REPORTS OF BENEFICIAL OWNERSHIP
 
Section 16(a) of the Securities Exchange Act of 1934 (the "Exchange Act") and
rules of the Securities and Exchange Commission (the "Commission") thereunder
require the Corporation's directors and officers to file with the Commission
reports of their beneficial ownership and changes in beneficial ownership of the
Corporation's Common Shares. Personnel of the Corporation generally prepare
these reports for the directors and officers on the basis of information
furnished by them to such personnel. Based on such information and written
representations by the directors and officers that certain reports were not
required, the Corporation believes that all reports required by Section 16(a) of
the Exchange Act and the rules of the Commission thereunder to be filed by its
directors and officers during 1995 were timely filed except for the initial
statements of beneficial ownership on Form 3 for the initial directors (Messrs.
Schwarz, Maurer and Taylor), for each of the executive officers, John M.
Deignan, John C. Hover II, Paul K. Napoli, John L. Kirby and Kenneth G. Walsh,
and for Richard S. Brinkmann, Comptroller.
 
DIRECTORS' COMMITTEES;
BOARD AND COMMITTEE MEETINGS
 
The Board of Directors of the Corporation and the Board of Directors of the
Trust Company (together, the "Boards") each has, among others, a standing
Executive Committee, a standing Audit Committee (in the case of the Trust
Company, known as the Examining & Audit Committee) and a standing Compensation
and Benefits Committee. The Executive Committees
 
                                        9
<PAGE>   12
 
of the Boards are composed of Mr. Schwarz (the Committee Chairman) and six other
Board members, all of whom are appointed annually. The Executive Committees have
the power to act for their respective Boards when such Boards are not in session
and each Executive Committee also serves as a nominating committee. The
Executive Committees will consider nominees for director recommended by
shareholders who submit the names of recommended nominees and supporting reasons
for such recommendations in writing to the Secretary of the Corporation or the
Trust Company.
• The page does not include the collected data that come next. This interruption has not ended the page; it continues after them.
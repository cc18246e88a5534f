//! Music browser and speaker player.

pub mod api;
pub mod push;
pub mod state;

use std::collections::VecDeque;

use rand::rngs::StdRng;
use rand::{Rng, SeedableRng};
use tracing::{info, warn};

pub use api::PlayerApi;
pub use state::{Effect, PlayerMsg, PlayerState, SnapshotScope};

/// Owns the player state and runs its effects against the backend. A
/// message is applied, each resulting effect is executed in order, and any
/// result message is queued behind it until nothing is left.
pub struct PlayerController<R: Rng = StdRng> {
    state: PlayerState,
    api: PlayerApi,
    rng: R,
}

impl PlayerController<StdRng> {
    pub fn new(api: PlayerApi) -> Self {
        Self::with_rng(api, StdRng::from_entropy())
    }
}

impl<R: Rng> PlayerController<R> {
    pub fn with_rng(api: PlayerApi, rng: R) -> Self {
        Self {
            state: PlayerState::default(),
            api,
            rng,
        }
    }

    pub fn state(&self) -> &PlayerState {
        &self.state
    }

    /// Fetch the last server-side state and the speaker volume.
    pub async fn startup(&mut self) {
        let snapshot = match self.api.last_state().await {
            Ok(snap) => {
                info!("player: restored state in {}", snap.current_music_dir);
                Some(snap)
            }
            Err(e) => {
                warn!("player: could not load last state: {:#}", e);
                None
            }
        };
        self.dispatch(PlayerMsg::Restore(snapshot)).await;

        match self.api.get_volume().await {
            Ok(v) => self.dispatch(PlayerMsg::VolumeLoaded(v)).await,
            Err(e) => warn!("player: could not load volume: {:#}", e),
        }
    }

    pub async fn dispatch(&mut self, msg: PlayerMsg) {
        let mut queue = VecDeque::from([msg]);
        while let Some(msg) = queue.pop_front() {
            let state = std::mem::take(&mut self.state);
            let (state, effects) = state.apply(msg, &mut self.rng);
            self.state = state;
            for effect in effects {
                if let Some(follow_up) = self.execute(effect).await {
                    queue.push_back(follow_up);
                }
            }
        }
    }

    async fn execute(&self, effect: Effect) -> Option<PlayerMsg> {
        match effect {
            Effect::FetchList { dir, filter } => {
                match self.api.list(&dir, filter.as_deref()).await {
                    Ok(files) => {
                        info!("player: {} entries in {}", files.len(), dir);
                        Some(PlayerMsg::Listed(files))
                    }
                    Err(e) => {
                        warn!("player: listing {} failed: {:#}", dir, e);
                        None
                    }
                }
            }
            Effect::SendPlayState(snapshot) => {
                if let Err(e) = self.api.send_play_state(&snapshot).await {
                    warn!("player: sending play state failed: {:#}", e);
                }
                None
            }
            Effect::Play => Some(PlayerMsg::PlayResult(ok_or_log(
                "play",
                self.api.play().await,
            ))),
            Effect::Stop => Some(PlayerMsg::StopResult(ok_or_log(
                "stop",
                self.api.stop().await,
            ))),
            Effect::Skip(value) => {
                ok_or_log("skip", self.api.skip(value).await);
                None
            }
            Effect::SetPlayMode(mode) => {
                let ok = ok_or_log("play mode", self.api.set_play_mode(&mode).await);
                Some(PlayerMsg::PlayModeResult { mode, ok })
            }
            Effect::SetVolume(requested) => {
                let accepted = match self.api.set_volume(requested).await {
                    Ok(accepted) => accepted,
                    Err(e) => {
                        warn!("player: volume failed: {:#}", e);
                        false
                    }
                };
                Some(PlayerMsg::VolumeResult {
                    requested,
                    accepted,
                })
            }
            Effect::SaveFavorite(item) => {
                ok_or_log("favorite", self.api.save_favorite(&item).await);
                None
            }
        }
    }
}

fn ok_or_log(what: &str, result: anyhow::Result<()>) -> bool {
    match result {
        Ok(()) => true,
        Err(e) => {
            warn!("player: {} failed: {:#}", what, e);
            false
        }
    }
}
In addition to Mr. Schwarz, the members of both Executive
Committees are currently Messrs. Butler, Davison, Douglas, Maurer, Stookey and
Wainwright.
 
The Audit Committee of the Board of Directors of the Corporation and the
Examining & Audit Committee of the Board of Directors of the Trust Company
(together, "the Audit Committee") provide the Boards with an independent review
of the Corporation's and the Trust Company's accounting policies, the adequacy
of financial controls and the reliability of financial information reported to
the public. The Audit Committee also conducts examinations of the affairs of the
Corporation and the Trust Company as required by law or as directed by the
Boards, supervises the activities of the internal Auditor and reviews the
services provided by the independent auditors. (See "Ratification of Appointment
of Independent Auditors" for the names of the members of the Audit Committee,
who are appointed annually.)
 
The Compensation and Benefits Committees of the Boards (together, the
"Compensation Committee") determine compensation and benefits for
officer-directors, review salary and benefits changes for other senior officers
and review employee benefit plans under the Employee Retirement Income Security
Act of 1974 and other employee benefit plans. The members of the Compensation
Committee (who are appointed annually) are currently Messrs. Smith (the
Committee Chairman), Hamilton, Tucker and Wilson, and Ms. Wooden. (See
"Compensation Committee Interlocks and Insider Participation" below for the
names of the members of the 1995 Compensation Committee.)
 
From the organization of the Corporation and the Trust Company through year-end
1995, the Executive Committees of the Boards met three times, the Compensation
Committee met three times, and the Audit Committee met two times.
 
From the organization of the Corporation and the Trust Company in 1995 through
year-end 1995, the Board of Directors of the Corporation held six meetings and
the Board of Directors of the Trust Company held four meetings. No member of the
Board of the Corporation or of the Trust Company attended in 1995 fewer than 75%
of the aggregate of (1) the total number of meetings of the Boards (including
the Boards of Old U.S. Trust) held during the period for which he or she has
been a director and (2) the total number of meetings held by all committees on
which he or she served.
 
DIRECTORS' COMPENSATION
 
Each director of the Corporation who is not also an officer of the Corporation
or of the Trust Company receives a retainer fee of $15,000 per year and an
attendance fee of $1,000 for each meeting attended of the Board of Directors of
the Corporation, of the Board of Directors of the Trust Company, of the
Executive Committee of each Board and of the committees of the Board of
Directors or the Trust Company other than those mentioned below. If the Boards
or the Board committees of the Corporation and the Trust Company meet on the
same day, only one fee is paid to a director for attendance at both meetings.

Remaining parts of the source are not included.